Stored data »
------------------------------------------------------------

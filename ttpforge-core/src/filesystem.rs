//! Filesystem port.
//!
//! Every filesystem touch made by the engine and its actions goes through
//! this trait rather than reaching for `std::fs` directly, so tests can
//! swap in an in-memory backing (see `ttpforge_testing::MemoryFilesystem`).

use std::{
    fs, io,
    path::{Path, PathBuf},
};

use log::trace;
use walkdir::WalkDir;

/// Minimal file metadata needed by actions and checks.
#[derive(Debug, Clone, Copy)]
pub struct Metadata {
    /// Whether the entry is a directory.
    pub is_dir: bool,
    /// Whether the entry is a regular file.
    pub is_file: bool,
    /// Size in bytes, for regular files.
    pub len: u64,
    /// Unix permission bits, when known.
    pub mode: Option<u32>,
}

/// Abstract filesystem operations so the engine and its actions can run
/// against either the real OS or an in-memory backing in tests.
///
/// `walk` must visit entries in lexical order, matching
/// `WalkDir::sort_by_file_name` on the real backing.
pub trait Filesystem: Send + Sync {
    /// Returns whether `path` exists.
    fn exists(&self, path: &Path) -> bool;

    /// Returns metadata for `path`.
    fn metadata(&self, path: &Path) -> io::Result<Metadata>;

    /// Reads the full contents of a file.
    fn read_file(&self, path: &Path) -> io::Result<Vec<u8>>;

    /// Writes `contents` to `path`, creating or truncating it, with the given
    /// unix permission bits (ignored on non-unix backings).
    fn write_file(&self, path: &Path, contents: &[u8], mode: u32) -> io::Result<()>;

    /// Creates `path` and all missing parent directories.
    fn create_dir_all(&self, path: &Path) -> io::Result<()>;

    /// Removes a single file.
    fn remove_file(&self, path: &Path) -> io::Result<()>;

    /// Removes a file or directory tree rooted at `path`.
    fn remove_tree(&self, path: &Path) -> io::Result<()>;

    /// Renames/moves `from` to `to`.
    ///
    /// Atomic on the real OS backing only when `from` and `to` share a mount
    /// point; callers must not rely on atomicity across filesystems.
    fn rename(&self, from: &Path, to: &Path) -> io::Result<()>;

    /// Lists all files and directories under `path`, in lexical order,
    /// depth-first, including `path` itself only if it is a leaf.
    fn walk(&self, path: &Path) -> io::Result<Vec<PathBuf>>;
}

/// Filesystem backed directly by `std::fs` / `walkdir`.
#[derive(Debug, Clone, Copy, Default)]
pub struct OsFilesystem;

impl Filesystem for OsFilesystem {
    fn exists(&self, path: &Path) -> bool {
        path.exists()
    }

    fn metadata(&self, path: &Path) -> io::Result<Metadata> {
        let meta = fs::metadata(path)?;
        #[cfg(unix)]
        let mode = {
            use std::os::unix::fs::PermissionsExt;
            Some(meta.permissions().mode() & 0o7777)
        };
        #[cfg(not(unix))]
        let mode = None;
        Ok(Metadata {
            is_dir: meta.is_dir(),
            is_file: meta.is_file(),
            len: meta.len(),
            mode,
        })
    }

    fn read_file(&self, path: &Path) -> io::Result<Vec<u8>> {
        trace!("reading {path:?}");
        fs::read(path)
    }

    fn write_file(&self, path: &Path, contents: &[u8], mode: u32) -> io::Result<()> {
        trace!("writing {path:?}");
        if let Some(parent) = path.parent() {
            fs::create_dir_all(parent)?;
        }
        fs::write(path, contents)?;
        #[cfg(unix)]
        {
            use std::os::unix::fs::PermissionsExt;
            fs::set_permissions(path, fs::Permissions::from_mode(mode))?;
        }
        #[cfg(not(unix))]
        let _ = mode;
        Ok(())
    }

    fn create_dir_all(&self, path: &Path) -> io::Result<()> {
        fs::create_dir_all(path)
    }

    fn remove_file(&self, path: &Path) -> io::Result<()> {
        fs::remove_file(path)
    }

    fn remove_tree(&self, path: &Path) -> io::Result<()> {
        let meta = fs::symlink_metadata(path)?;
        if meta.is_dir() {
            fs::remove_dir_all(path)
        } else {
            fs::remove_file(path)
        }
    }

    fn rename(&self, from: &Path, to: &Path) -> io::Result<()> {
        if let Some(parent) = to.parent() {
            fs::create_dir_all(parent)?;
        }
        fs::rename(from, to)
    }

    fn walk(&self, path: &Path) -> io::Result<Vec<PathBuf>> {
        let mut out = Vec::new();
        for entry in WalkDir::new(path).sort_by_file_name() {
            let entry = entry.map_err(|e| io::Error::other(e.to_string()))?;
            out.push(entry.into_path());
        }
        Ok(out)
    }
}

#[cfg(test)]
mod tests {
    use super::*;

    #[test]
    fn os_filesystem_round_trips_a_file() {
        let dir = tempfile::tempdir().unwrap();
        let fs = OsFilesystem;
        let file = dir.path().join("a").join("b.txt");
        fs.write_file(&file, b"hello", 0o644).unwrap();
        assert!(fs.exists(&file));
        assert_eq!(fs.read_file(&file).unwrap(), b"hello");
        let meta = fs.metadata(&file).unwrap();
        assert!(meta.is_file);
        assert_eq!(meta.len, 5);
    }

    #[test]
    fn walk_visits_entries_lexically() {
        let dir = tempfile::tempdir().unwrap();
        let fs = OsFilesystem;
        fs.write_file(&dir.path().join("b.txt"), b"", 0o644).unwrap();
        fs.write_file(&dir.path().join("a.txt"), b"", 0o644).unwrap();
        let entries: Vec<_> = fs
            .walk(dir.path())
            .unwrap()
            .into_iter()
            .filter(|p| p.extension().is_some())
            .map(|p| p.file_name().unwrap().to_string_lossy().into_owned())
            .collect();
        assert_eq!(entries, vec!["a.txt", "b.txt"]);
    }
}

------------------------------------------------------------

Exercise goal » Reproduce each of the entries exactly, omitting none.

Answer box »
filename ttpforge-core/src/filesystem.rs
//! Filesystem port.
//!
//! Every filesystem touch made by the engine and its actions goes through
//! this trait rather than reaching for `std::fs` directly, so tests can
//! swap in an in-memory backing (see `ttpforge_testing::MemoryFilesystem`).

use std::{
    fs, io,
    path::{Path, PathBuf},
};

use log::trace;
use walkdir::WalkDir;

/// Minimal file metadata needed by actions and checks.
#[derive(Debug, Clone, Copy)]
pub struct Metadata {
    /// Whether the entry is a directory.
    pub is_dir: bool,
    /// Whether the entry is a regular file.
    pub is_file: bool,
    /// Size in bytes, for regular files.
    pub len: u64,
    /// Unix permission bits, when known.
    pub mode: Option<u32>,
}

/// Abstract filesystem operations so the engine and its actions can run
/// against either the real OS or an in-memory backing in tests.
///
/// `walk` must visit entries in lexical order, matching
/// `WalkDir::sort_by_file_name` on the real backing.
pub trait Filesystem: Send + Sync {
    /// Returns whether `path` exists.
    fn exists(&self, path: &Path) -> bool;

    /// Returns metadata for `path`.
    fn metadata(&self, path: &Path) -> io::Result<Metadata>;

    /// Reads the full contents of a file.
    fn read_file(&self, path: &Path) -> io::Result<Vec<u8>>;

    /// Writes `contents` to `path`, creating or truncating it, with the given
    /// unix permission bits (ignored on non-unix backings).
    fn write_file(&self, path: &Path, contents: &[u8], mode: u32) -> io::Result<()>;

    /// Creates `path` and all missing parent directories.
    fn create_dir_all(&self, path: &Path) -> io::Result<()>;

    /// Removes a single file.
    fn remove_file(&self, path: &Path) -> io::Result<()>;

    /// Removes a file or directory tree rooted at `path`.
    fn remove_tree(&self, path: &Path) -> io::Result<()>;

    /// Renames/moves `from` to `to`.
    ///
    /// Atomic on the real OS backing only when `from` and `to` share a mount
    /// point; callers must not rely on atomicity across filesystems.
    fn rename(&self, from: &Path, to: &Path) -> io::Result<()>;

    /// Lists all files and directories under `path`, in lexical order,
    /// depth-first, including `path` itself only if it is a leaf.
    fn walk(&self, path: &Path) -> io::Result<Vec<PathBuf>>;
}

/// Filesystem backed directly by `std::fs` / `walkdir`.
#[derive(Debug, Clone, Copy, Default)]
pub struct OsFilesystem;

impl Filesystem for OsFilesystem {
    fn exists(&self, path: &Path) -> bool {
        path.exists()
    }

    fn metadata(&self, path: &Path) -> io::Result<Metadata> {
        let meta = fs::metadata(path)?;
        #[cfg(unix)]
        let mode = {
            use std::os::unix::fs::PermissionsExt;
            Some(meta.permissions().mode() & 0o7777)
        };
        #[cfg(not(unix))]
        let mode = None;
        Ok(Metadata {
            is_dir: meta.is_dir(),
            is_file: meta.is_file(),
            len: meta.len(),
            mode,
        })
    }

    fn read_file(&self, path: &Path) -> io::Result<Vec<u8>> {
        trace!("reading {path:?}");
        fs::read(path)
    }

    fn write_file(&self, path: &Path, contents: &[u8], mode: u32) -> io::Result<()> {
        trace!("writing {path:?}");
        if let Some(parent) = path.parent() {
            fs::create_dir_all(parent)?;
        }
        fs::write(path, contents)?;
        #[cfg(unix)]
        {
            use std::os::unix::fs::PermissionsExt;
            fs::set_permissions(path, fs::Permissions::from_mode(mode))?;
        }
        #[cfg(not(unix))]
        let _ = mode;
        Ok(())
    }

    fn create_dir_all(&self, path: &Path) -> io::Result<()> {
        fs::create_dir_all(path)
    }

    fn remove_file(&self, path: &Path) -> io::Result<()> {
        fs::remove_file(path)
    }

    fn remove_tree(&self, path: &Path) -> io::Result<()> {
        let meta = fs::symlink_metadata(path)?;
        if meta.is_dir() {
            fs::remove_dir_all(path)
        } else {
            fs::remove_file(path)
        }
    }

    fn rename(&self, from: &Path, to: &Path) -> io::Result<()> {
        if let Some(parent) = to.parent() {
            fs::create_dir_all(parent)?;
        }
        fs::rename(from, to)
    }

    fn walk(&self, path: &Path) -> io::Result<Vec<PathBuf>> {
        let mut out = Vec::new();
        for entry in WalkDir::new(path).sort_by_file_name() {
            let entry = entry.map_err(|e| io::Error::other(e.to_string()))?;
            out.push(entry.into_path());
        }
        Ok(out)
    }
}

#[cfg(test)]
mod tests {
    use super::*;

    #[test]
    fn os_filesystem_round_trips_a_file() {
        let dir = tempfile::tempdir().unwrap();
        let fs = OsFilesystem;
        let file = dir.path().join("a").join("b.txt");
        fs.write_file(&file, b"hello", 0o644).unwrap();
        assert!(fs.exists(&file));
        assert_eq!(fs.read_file(&file).unwrap(), b"hello");
        let meta = fs.metadata(&file).unwrap();
        assert!(meta.is_file);
        assert_eq!(meta.len, 5);
    }

    #[test]
    fn walk_visits_entries_lexically() {
        let dir = tempfile::tempdir().unwrap();
        let fs = OsFilesystem;
        fs.write_file(&dir.path().join("b.txt"), b"", 0o644).unwrap();
        fs.write_file(&dir.path().join("a.txt"), b"", 0o644).unwrap();
        let entries: Vec<_> = fs
            .walk(dir.path())
            .unwrap()
            .into_iter()
            .filter(|p| p.extension().is_some())
            .map(|p| p.file_name().unwrap().to_string_lossy().into_owned())
            .collect();
        assert_eq!(entries, vec!["a.txt", "b.txt"]);
    }
}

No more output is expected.